Labs and Sciences: Consider This for Adaptive Reuse
June 08, 2022
The lab and life sciences industry is seeing a spike in interest from real estate investors. But in converting office buildings into lab spaces, building owners should take note: this specialized industry comes with its own unique set of real estate considerations, which impact how building measurements are assessed and valued.
If you’re in the business of commercial real estate you’ve no doubt heard the buzz on lab space and an industry working overtime to meet the demands of scientific needs.
Compared to office buildings, lab requirements are considerably different and require detailed and thoughtful planning to be successful. While there is no one-size-fits-all, Gensler’s sciences and office building leaders note, “the key challenge is marrying the unique aspects of an existing building with the unique specifications for science facilities the user organizations' building may house — from basic biology and chemistry to bioinformatics and clinical research.”
Converting a building for a specific tenant is one challenge — converting a building without knowing who the tenant(s) will be presents another set of challenges that must take into account several target tenant types, all requiring test-fit iterations. This is noteworthy because the future lab is no longer standalone. Like so many things today, the future lab is a hybrid. “If you’re designing a life science campus, the lab isn’t concentrated in one building over there,” says Scot Latimer, Gensler’s global health sector leader. “The lab is everywhere, and there’s a lot more emphasis on connections.”
Nuances between office buildings and lab sciences buildings, while seemingly small, may have a significant impact on the building measurements — and ultimately, the ratio of rentable to usable space, or R/U factor. Some areas that impact the R/U factor in converting office buildings into labs include:
- Additional service elevators and loading docks
- Ventilation and electrical systems on intermediate floors
- Size and number of hazardous material control zones
Additionally, within the building itself, consideration for how the space will be measured, who will use the information, and any deadlines requiring these measurements should be taken into account by the planning team. This becomes particularly important for multi-tenant scenarios or any type of mixed-use building. Local market conditions will also play a role in selecting a measurement methodology. Particularly “hot” life sciences markets or geography alone may be a factor.
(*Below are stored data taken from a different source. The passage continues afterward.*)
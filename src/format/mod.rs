//! Wire format registration, cheap pre-filtering, and decoding.
//!
//! A [`Format`] is a recognizer/decoder/materializer triple for one wire
//! protocol: a cheap [`Format::verify`] pre-filter (false positives
//! allowed), and a full [`Format::decode`] that either produces a
//! dispatchable [`Message`] or fails. [`FormatRegistry`] holds the
//! registered formats in registration order and resolves the candidate
//! list for an incoming packet, falling back to [`DefaultFormat`] when
//! nothing matches.

mod default_format;
mod message;
mod registry;

pub use default_format::{DEFAULT_MESSAGE_TYPE, DefaultFormat, DefaultMessage};
pub use message::Message;
pub use registry::{DecodeFailure, Format, FormatRegistry, TypedFormat, hex_ascii_preview};
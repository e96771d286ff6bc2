//! The per-subsystem JSON codec options consumed by the command dispatcher.

use std::collections::HashSet;

use serde::Serialize;
use serde::de::DeserializeOwned;
use serde_json::Value;

/// Decode options for command argument deserialization, expressed as a
/// small injected struct rather than a process-wide handle.
#[derive(Debug, Clone, Copy)]
pub struct JsonCodec {
    /// Unknown keys in the input are ignored rather than rejected.
    pub ignore_unknown_keys: bool,
    /// Missing optional fields are filled from the argument type's natural
    /// default before deserializing, rather than failing outright.
    pub lenient: bool,
}

impl Default for JsonCodec {
    fn default() -> Self {
        Self {
            ignore_unknown_keys: true,
            lenient: true,
        }
    }
}

impl JsonCodec {
    /// Decode `input` as `T`, applying [`JsonCodec::lenient`] default-filling
    /// to fields absent from `required_fields` and
    /// [`JsonCodec::ignore_unknown_keys`] filtering first.
    ///
    /// A field named in `required_fields` is never default-filled: missing
    /// it is a decode failure regardless of [`JsonCodec::lenient`], since
    /// leniency only covers the schema's declared optional fields.
    ///
    /// # Errors
    /// Returns a description of the mismatch when `input` does not satisfy
    /// `required_fields` or does not otherwise decode as `T`.
    pub fn decode<T>(&self, input: &Value, required_fields: &HashSet<&str>) -> Result<T, String>
    where
        T: Default + Serialize + DeserializeOwned,
    {
        let natural = serde_json::to_value(T::default()).map_err(|err| err.to_string())?;
        let merged = self.merge(input, &natural, required_fields)?;
        serde_json::from_value(merged).map_err(|err| err.to_string())
    }

    fn merge(&self, input: &Value, natural: &Value, required_fields: &HashSet<&str>) -> Result<Value, String> {
        let (Value::Object(natural_fields), Value::Object(input_fields)) = (natural, input) else {
            return Ok(input.clone());
        };
        let mut merged = serde_json::Map::new();
        for (key, default) in natural_fields {
            match input_fields.get(key) {
                Some(value) => {
                    merged.insert(key.clone(), value.clone());
                }
                None if self.lenient && !required_fields.contains(key.as_str()) => {
                    merged.insert(key.clone(), default.clone());
                }
                None => return Err(format!("missing required field {key:?}")),
            }
        }
        if !self.ignore_unknown_keys {
            for key in input_fields.keys() {
                if !natural_fields.contains_key(key) {
                    return Err(format!("unknown field {key:?}"));
                }
            }
        }
        Ok(Value::Object(merged))
    }
}

#[cfg(test)]
mod tests {
    use serde::{Deserialize, Serialize};
    use serde_json::json;

    use super::*;

    #[derive(Debug, Default, Serialize, Deserialize, PartialEq, Eq)]
    struct Example {
        field1: String,
        field2: i64,
        #[serde(default)]
        field3: bool,
    }

    fn required() -> HashSet<&'static str> { HashSet::from(["field1", "field2"]) }

    #[test]
    fn decodes_a_fully_specified_payload() {
        let codec = JsonCodec::default();
        let decoded: Example = codec
            .decode(&json!({"field1": "pid123", "field2": 12, "field3": true}), &required())
            .unwrap();
        assert_eq!(
            decoded,
            Example {
                field1: "pid123".to_owned(),
                field2: 12,
                field3: true,
            }
        );
    }

    #[test]
    fn lenient_mode_fills_missing_optional_fields_from_the_natural_default() {
        let codec = JsonCodec::default();
        let decoded: Example = codec
            .decode(&json!({"field1": "pid123", "field2": 1}), &required())
            .unwrap();
        assert!(!decoded.field3);
    }

    #[test]
    fn lenient_mode_still_rejects_a_missing_required_field() {
        let codec = JsonCodec::default();
        let result: Result<Example, String> = codec.decode(&json!({"field2": 12}), &required());
        assert!(result.is_err());
    }

    #[test]
    fn strict_mode_rejects_a_missing_required_field() {
        let codec = JsonCodec {
            ignore_unknown_keys: true,
            lenient: false,
        };
        let result: Result<Example, String> = codec.decode(&json!({"field2": 12}), &required());
        assert!(result.is_err());
    }

    #[test]
    fn strict_mode_rejects_a_missing_optional_field_too() {
        let codec = JsonCodec {
            ignore_unknown_keys: true,
            lenient: false,
        };
        let result: Result<Example, String> =
            codec.decode(&json!({"field1": "pid123", "field2": 12}), &required());
        assert!(result.is_err());
    }
}
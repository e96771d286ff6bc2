//! The session manager: token issuance, verification, refresh, and the
//! background sweeper that enforces absolute session lifetime.

use std::collections::HashMap;
use std::sync::{Arc, RwLock};
use std::time::Duration;

use tokio::task::JoinHandle;
use tokio::time::interval;
use tokio_util::sync::CancellationToken;
use tracing::debug;
use uuid::Uuid;

use super::clock::{Clock, RealClock};
use crate::reserved::{ADMIN_TOKEN, ADMIN_USER_ID};

/// Default duration a freshly-issued session remains valid for.
pub const DEFAULT_SESSION_DURATION: Duration = Duration::from_secs(60 * 60);
/// Default absolute lifetime a session may reach, regardless of refreshes.
pub const DEFAULT_ABSOLUTE_LIFETIME: Duration = Duration::from_secs(6 * 60 * 60);
/// Default interval between sweeper passes.
pub const DEFAULT_CLEANUP_INTERVAL: Duration = Duration::from_secs(5 * 60);

/// A live session record, returned to callers of [`SessionManager::create`].
#[derive(Debug, Clone, PartialEq, Eq)]
pub struct Session {
    /// Opaque bearer token identifying this session.
    pub token: String,
    /// The authenticated user id this session belongs to.
    pub user_id: String,
    /// When this session was issued, in milliseconds since the epoch.
    pub issued_at: u64,
    /// When the current validity window expires, in milliseconds since the
    /// epoch.
    pub expires_at: u64,
}

struct Entry {
    user_id: String,
    issued_at: u64,
    expires_at: u64,
    valid_for_millis: u64,
    lifetime_millis: u64,
}

/// Tunables for a [`SessionManager`].
#[derive(Debug, Clone, Copy)]
pub struct SessionManagerConfig {
    /// How often the sweeper removes absolutely-expired entries.
    pub cleanup_interval: Duration,
    /// Default per-session validity window when the caller omits one.
    pub default_valid_for: Duration,
    /// Cap on a session's total lifetime, regardless of refreshes.
    pub absolute_lifetime: Duration,
}

impl Default for SessionManagerConfig {
    fn default() -> Self {
        Self {
            cleanup_interval: DEFAULT_CLEANUP_INTERVAL,
            default_valid_for: DEFAULT_SESSION_DURATION,
            absolute_lifetime: DEFAULT_ABSOLUTE_LIFETIME,
        }
    }
}

struct Inner<C> {
    clock: C,
    config: SessionManagerConfig,
    sessions: RwLock<HashMap<String, Entry>>,
}

/// Issues and tracks time-bounded session tokens.
///
/// `create`/`verify`/`refresh`/`get_user_id` are synchronous and
/// non-suspending by design; only the sweeper, started via
/// [`SessionManager::spawn_sweeper`], runs as a background task.
pub struct SessionManager<C: Clock = RealClock> {
    inner: Arc<Inner<C>>,
    sweeper: Option<(CancellationToken, JoinHandle<()>)>,
}

impl<C: Clock + 'static> SessionManager<C> {
    /// Build a manager over the given clock and configuration, without
    /// starting its sweeper.
    #[must_use]
    pub fn new(clock: C, config: SessionManagerConfig) -> Self {
        Self {
            inner: Arc::new(Inner {
                clock,
                config,
                sessions: RwLock::new(HashMap::new()),
            }),
            sweeper: None,
        }
    }

    /// Issue a session for `user_id`, valid for `valid_for` (or the
    /// configured default) with an absolute cap of `lifetime` (or the
    /// configured default). The reserved admin user id always receives
    /// [`ADMIN_TOKEN`] rather than a fresh UUID.
    #[must_use]
    pub fn create(&self, user_id: impl Into<String>, valid_for: Option<Duration>, lifetime: Option<Duration>) -> Session {
        let user_id = user_id.into();
        let valid_for = valid_for.unwrap_or(self.inner.config.default_valid_for);
        let lifetime = lifetime.unwrap_or(self.inner.config.absolute_lifetime);
        let now = self.inner.clock.now_millis();
        let token = if user_id == ADMIN_USER_ID {
            ADMIN_TOKEN.to_owned()
        } else {
            Uuid::new_v4().to_string()
        };
        let valid_for_millis = duration_millis(valid_for);
        let expires_at = now.saturating_add(valid_for_millis);
        let entry = Entry {
            user_id: user_id.clone(),
            issued_at: now,
            expires_at,
            valid_for_millis,
            lifetime_millis: duration_millis(lifetime),
        };
        if let Ok(mut sessions) = self.inner.sessions.write() {
            sessions.insert(token.clone(), entry);
        }
        Session {
            token,
            user_id,
            issued_at: now,
            expires_at,
        }
    }

    /// True iff `token` is known and its validity window has not elapsed.
    #[must_use]
    pub fn verify(&self, token: &str) -> bool {
        let now = self.inner.clock.now_millis();
        self.inner
            .sessions
            .read()
            .ok()
            .and_then(|sessions| sessions.get(token).map(|entry| now < entry.expires_at))
            .unwrap_or(false)
    }

    /// Extend `token`'s validity window by the session's own `valid_for`
    /// (captured at [`SessionManager::create`], not the manager-wide
    /// default), unless its absolute lifetime has elapsed (in which case the
    /// entry is evicted and `false` is returned). Returns `false` for an
    /// unknown token.
    pub fn refresh(&self, token: &str) -> bool {
        let now = self.inner.clock.now_millis();
        let Ok(mut sessions) = self.inner.sessions.write() else {
            return false;
        };
        let Some(entry) = sessions.get_mut(token) else {
            return false;
        };
        if now.saturating_sub(entry.issued_at) > entry.lifetime_millis {
            sessions.remove(token);
            return false;
        }
        entry.expires_at = now.saturating_add(entry.valid_for_millis);
        true
    }

    /// The user id owning `token`, iff it exists and has not expired.
    /// Expired entries are left for the sweeper rather than removed here.
    #[must_use]
    pub fn get_user_id(&self, token: &str) -> Option<String> {
        let now = self.inner.clock.now_millis();
        self.inner.sessions.read().ok().and_then(|sessions| {
            sessions
                .get(token)
                .filter(|entry| now < entry.expires_at)
                .map(|entry| entry.user_id.clone())
        })
    }

    /// Start the background sweeper, if not already running. Removes every
    /// entry whose absolute lifetime has elapsed, every `cleanup_interval`.
    pub fn spawn_sweeper(&mut self) {
        if self.sweeper.is_some() {
            return;
        }
        let token = CancellationToken::new();
        let child_token = token.clone();
        let inner = Arc::clone(&self.inner);
        let handle = tokio::spawn(async move {
            let mut ticker = interval(inner.config.cleanup_interval);
            loop {
                tokio::select! {
                    () = child_token.cancelled() => break,
                    _ = ticker.tick() => sweep_once(&inner),
                }
            }
        });
        self.sweeper = Some((token, handle));
    }

    /// Cancel the sweeper, wait for it to finish, and clear all sessions.
    pub async fn shutdown(&mut self) {
        if let Some((token, handle)) = self.sweeper.take() {
            token.cancel();
            let _ = handle.await;
        }
        if let Ok(mut sessions) = self.inner.sessions.write() {
            sessions.clear();
        }
    }
}

fn sweep_once<C: Clock>(inner: &Inner<C>) {
    let now = inner.clock.now_millis();
    if let Ok(mut sessions) = inner.sessions.write() {
        let before = sessions.len();
        sessions.retain(|_, entry| now.saturating_sub(entry.issued_at) <= entry.lifetime_millis);
        let removed = before - sessions.len();
        if removed > 0 {
            debug!(removed, "swept expired sessions");
        }
    }
}

fn duration_millis(d: Duration) -> u64 { u64::try_from(d.as_millis()).unwrap_or(u64::MAX) }

#[cfg(test)]
mod tests {
    use std::sync::Arc;

    use super::*;
    use crate::session::FakeClock;

    fn manager_with(clock: Arc<FakeClock>) -> SessionManager<FakeClockWrapper> {
        SessionManager::new(FakeClockWrapper(clock), SessionManagerConfig::default())
    }

    struct FakeClockWrapper(Arc<FakeClock>);
    impl Clock for FakeClockWrapper {
        fn now_millis(&self) -> u64 { self.0.now_millis() }
    }

    #[test]
    fn s5_session_lifecycle_with_fake_clock() {
        let clock = Arc::new(FakeClock::new(0));
        let manager = manager_with(Arc::clone(&clock));
        let session = manager.create("player1", None, None);
        assert!(manager.verify(&session.token));

        clock.advance(61 * 60 * 1000);
        assert!(!manager.verify(&session.token));
        assert!(manager.refresh(&session.token));
        assert!(manager.verify(&session.token));

        clock.advance(6 * 60 * 60 * 1000);
        assert!(!manager.refresh(&session.token));
        assert!(!manager.verify(&session.token));
    }

    #[test]
    fn admin_user_always_receives_the_reserved_token() {
        let clock = Arc::new(FakeClock::new(0));
        let manager = manager_with(clock);
        let session = manager.create(ADMIN_USER_ID, None, None);
        assert_eq!(session.token, ADMIN_TOKEN);
    }

    #[test]
    fn refresh_extends_by_the_session_s_own_valid_for_not_the_manager_default() {
        let clock = Arc::new(FakeClock::new(0));
        let manager = manager_with(Arc::clone(&clock));
        let session = manager.create("player1", Some(Duration::from_secs(30 * 60)), Some(Duration::from_secs(6 * 60 * 60)));

        clock.advance(29 * 60 * 1000);
        assert!(manager.refresh(&session.token));

        // Had refresh used the manager's 1h default instead of this
        // session's own 30min window, the session would still be valid
        // here; it must not be.
        clock.advance(31 * 60 * 1000);
        assert!(!manager.verify(&session.token));
    }

    #[test]
    fn get_user_id_does_not_remove_expired_entries() {
        let clock = Arc::new(FakeClock::new(0));
        let manager = manager_with(Arc::clone(&clock));
        let session = manager.create("player1", Some(Duration::from_secs(60)), None);
        clock.advance(61 * 1000);
        assert_eq!(manager.get_user_id(&session.token), None);
        // still present for refresh to revive, not evicted by get_user_id
        assert!(manager.refresh(&session.token));
    }
}
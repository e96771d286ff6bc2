//! Format registration, candidate identification, and decoding.

use std::panic::{AssertUnwindSafe, catch_unwind};

use tracing::trace;

use super::default_format::DefaultFormat;
use super::message::Message;

/// A failure returned by [`Format::decode`] or a format's inner `try_decode`
/// step. `reason` and `cause` are both optional, matching a
/// `Failure(reason?, cause?)` shape.
#[derive(Debug, thiserror::Error)]
#[error("{}", reason.as_deref().unwrap_or("decode failed"))]
pub struct DecodeFailure {
    /// Human-readable explanation, if the format supplied one.
    pub reason: Option<String>,
    /// The underlying error that triggered the failure, if any.
    #[source]
    pub cause: Option<Box<dyn std::error::Error + Send + Sync>>,
}

impl DecodeFailure {
    /// Build a failure carrying only a reason string.
    #[must_use]
    pub fn new(reason: impl Into<String>) -> Self {
        Self {
            reason: Some(reason.into()),
            cause: None,
        }
    }

    /// Build a failure wrapping an underlying error as its cause.
    #[must_use]
    pub fn from_cause(cause: impl std::error::Error + Send + Sync + 'static) -> Self {
        Self {
            reason: None,
            cause: Some(Box::new(cause)),
        }
    }
}

/// A registered wire format: a cheap pre-filter plus a full decode/materialize
/// step.
///
/// Implementations that need a distinct intermediate decoded representation
/// before materializing a [`Message`] should implement [`TypedFormat`]
/// instead and register it through [`FormatRegistry::register`]; the
/// registry wraps it in an adapter that erases the intermediate type so the
/// registry itself only ever stores `Box<dyn Format>`.
pub trait Format: Send + Sync {
    /// Human-readable name used in ambiguity warnings and logs.
    fn name(&self) -> &str;

    /// Cheap predicate: does this packet *look like* this format?
    ///
    /// False positives are allowed; `verify` must not attempt a full parse.
    fn verify(&self, bytes: &[u8]) -> bool;

    /// Fully decode and materialize a packet into a [`Message`].
    ///
    /// # Errors
    /// Returns [`DecodeFailure`] when the bytes do not conform to this
    /// format after all.
    fn decode(&self, bytes: &[u8]) -> Result<Box<dyn Message>, DecodeFailure>;
}

/// A format whose decode step naturally produces an intermediate
/// representation before the final [`Message`] is built.
///
/// This mirrors a `tryDecode(bytes) -> T` followed by
/// `materialize(T) -> Message`, kept as two associated-type-bound methods so
/// the split stays visible to implementors; [`FormatAdapter`] erases `T` so
/// the pair can still live behind `Box<dyn Format>`.
pub trait TypedFormat: Send + Sync + 'static {
    /// The intermediate decoded representation.
    type Decoded: Send + 'static;

    /// See [`Format::name`].
    fn name(&self) -> &str;

    /// See [`Format::verify`].
    fn verify(&self, bytes: &[u8]) -> bool;

    /// Attempt to decode the raw bytes into the intermediate representation.
    ///
    /// # Errors
    /// Returns [`DecodeFailure`] if the bytes are not valid for this format.
    fn try_decode(&self, bytes: &[u8]) -> Result<Self::Decoded, DecodeFailure>;

    /// Convert the intermediate representation into a dispatchable message.
    fn materialize(&self, decoded: Self::Decoded) -> Box<dyn Message>;
}

/// Erases a [`TypedFormat`]'s intermediate representation so it can be
/// stored as `Box<dyn Format>`.
struct FormatAdapter<F>(F);

impl<F: TypedFormat> Format for FormatAdapter<F> {
    fn name(&self) -> &str { self.0.name() }

    fn verify(&self, bytes: &[u8]) -> bool { self.0.verify(bytes) }

    fn decode(&self, bytes: &[u8]) -> Result<Box<dyn Message>, DecodeFailure> {
        let decoded = self.0.try_decode(bytes)?;
        Ok(self.0.materialize(decoded))
    }
}

/// Holds registered formats in registration order and resolves candidates
/// for an incoming packet.
pub struct FormatRegistry {
    formats: Vec<Box<dyn Format>>,
    default_format: DefaultFormat,
}

impl Default for FormatRegistry {
    fn default() -> Self { Self::new() }
}

impl FormatRegistry {
    /// Create an empty registry. The built-in default format is always
    /// available as a fallback and does not need separate registration.
    #[must_use]
    pub fn new() -> Self {
        Self {
            formats: Vec::new(),
            default_format: DefaultFormat,
        }
    }

    /// Register a format that produces its [`Message`] in one step.
    pub fn register(&mut self, format: impl Format + 'static) { self.formats.push(Box::new(format)); }

    /// Register a format expressed through the two-step [`TypedFormat`]
    /// interface.
    pub fn register_typed<F: TypedFormat>(&mut self, format: F) {
        self.formats.push(Box::new(FormatAdapter(format)));
    }

    /// Return every registered format whose cheap `verify` accepts `bytes`,
    /// in registration order. Falls back to the default format when nothing
    /// matches, so the result is never empty.
    #[must_use]
    pub fn identify(&self, bytes: &[u8]) -> Vec<&dyn Format> {
        let mut matches: Vec<&dyn Format> = Vec::new();
        for format in &self.formats {
            match catch_unwind(AssertUnwindSafe(|| format.verify(bytes))) {
                Ok(true) => matches.push(format.as_ref()),
                Ok(false) => {}
                Err(_) => {
                    trace!(
                        format = format.name(),
                        preview = %hex_ascii_preview(bytes),
                        "format verify panicked; skipping"
                    );
                }
            }
        }
        if matches.is_empty() {
            matches.push(&self.default_format);
        }
        matches
    }
}

/// Render up to 20 bytes of `data` as a hex/ascii peek for diagnostics.
#[must_use]
pub fn hex_ascii_preview(data: &[u8]) -> String {
    let peek = &data[..data.len().min(20)];
    let hex: String = peek.iter().map(|b| format!("{b:02x}")).collect::<Vec<_>>().join(" ");
    let ascii: String = peek
        .iter()
        .map(|&b| if (0x20..0x7f).contains(&b) { b as char } else { '.' })
        .collect();
    format!("{hex} | {ascii}")
}

#[cfg(test)]
mod tests {
    use super::*;
    use crate::format::default_format::DEFAULT_MESSAGE_TYPE;

    struct AcceptsByte(u8, &'static str);

    #[derive(Debug)]
    struct TestMessage {
        message_type: &'static str,
    }

    impl Message for TestMessage {
        fn message_type(&self) -> &str { self.message_type }

        fn as_any(&self) -> &dyn std::any::Any { self }
    }

    impl Format for AcceptsByte {
        fn name(&self) -> &str { self.1 }

        fn verify(&self, bytes: &[u8]) -> bool { bytes.contains(&self.0) }

        fn decode(&self, _bytes: &[u8]) -> Result<Box<dyn Message>, DecodeFailure> {
            Ok(Box::new(TestMessage {
                message_type: "type1",
            }))
        }
    }

    struct AlwaysPanics;

    impl Format for AlwaysPanics {
        fn name(&self) -> &str { "panics" }

        fn verify(&self, _bytes: &[u8]) -> bool { panic!("boom") }

        fn decode(&self, _bytes: &[u8]) -> Result<Box<dyn Message>, DecodeFailure> {
            unreachable!("verify always panics first")
        }
    }

    #[test]
    fn identify_falls_back_to_default_when_nothing_matches() {
        let mut registry = FormatRegistry::new();
        registry.register(AcceptsByte(b'a', "F3"));
        let candidates = registry.identify(b"xyz");
        assert_eq!(candidates.len(), 1);
        let decoded = candidates[0].decode(b"xyz").unwrap();
        assert_eq!(decoded.message_type(), DEFAULT_MESSAGE_TYPE);
    }

    #[test]
    fn identify_returns_all_verified_candidates_in_order() {
        let mut registry = FormatRegistry::new();
        registry.register(AcceptsByte(b'a', "F3"));
        registry.register(AcceptsByte(b'b', "F4"));
        let candidates = registry.identify(b"ab");
        assert_eq!(candidates.len(), 2);
        assert_eq!(candidates[0].name(), "F3");
        assert_eq!(candidates[1].name(), "F4");
    }

    #[test]
    fn verify_panic_is_caught_and_format_is_skipped() {
        let mut registry = FormatRegistry::new();
        registry.register(AlwaysPanics);
        let candidates = registry.identify(b"anything");
        assert_eq!(candidates.len(), 1);
        assert_eq!(candidates[0].name(), "DefaultFormat");
    }
}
The need for accurate data is further illustrated by a group of New York professionals, who in 2018 launched the NYC Builds Bio symposium to create dialogue around the need for lab and scientific buildings:
“The shortage of supply is further complicated by a lack of knowledge and understanding amongst the New York real estate community about the potential for the market, the specialized infrastructure required by life science companies, and the financial components of development and lease transactions for life science companies.”
Each of the statements (above in bold) will use area measurements in the decision-making process. Leases for these lab sciences space types are significantly different from traditional commercial lease arrangements, particularly in their provisions relating to tenant improvements, hazardous materials, building services, subletting/assignment, and security deposits/letter of credit.
Gensler has developed a matrix outlining four measurement methods typically used for life science buildings and the impacts these approaches have on gross, usable, rentable, and load/loss factors. We’ve paired that with market examples where each measurement method sees use. These include:
- Gross Rentable Area
- “Modified” BOMA or REBNY
- BOMA Office or Industrial Building Standard
Note: When creating a measurement report, BOMA does not recognize “Modified BOMA.” If it doesn’t follow the BOMA Standard, then one can’t use the BOMA name to describe it.
BOMA and REBNY standards are examples of published methods that can be applied consistently. However, labs contain unique types of space that are not considered in those publications. As a result, developers have gravitated toward “modified” building measurement methods and these are typically not adapted consistently between markets. This leads to different measurement practices that are market-dependent. The nuances of lab buildings are likely to be addressed and defined in future iterations of the BOMA measurement standards. As a result, these future publications will have the potential to create more consistency in measurements between real estate markets.
Whether the building is being converted as a spec lab or for a specific tenant, a solid understanding of the building and how different layouts affect the rentable area provides valuable information to support real estate strategies. A building owner or developer must present a competitive package as tenants seek a good value in comparison to other options in the market. Using an objective third party to conduct a building measurement study helps all involved speak the same language, reduce ambiguity, and improve transparency in how rentable figures are calculated.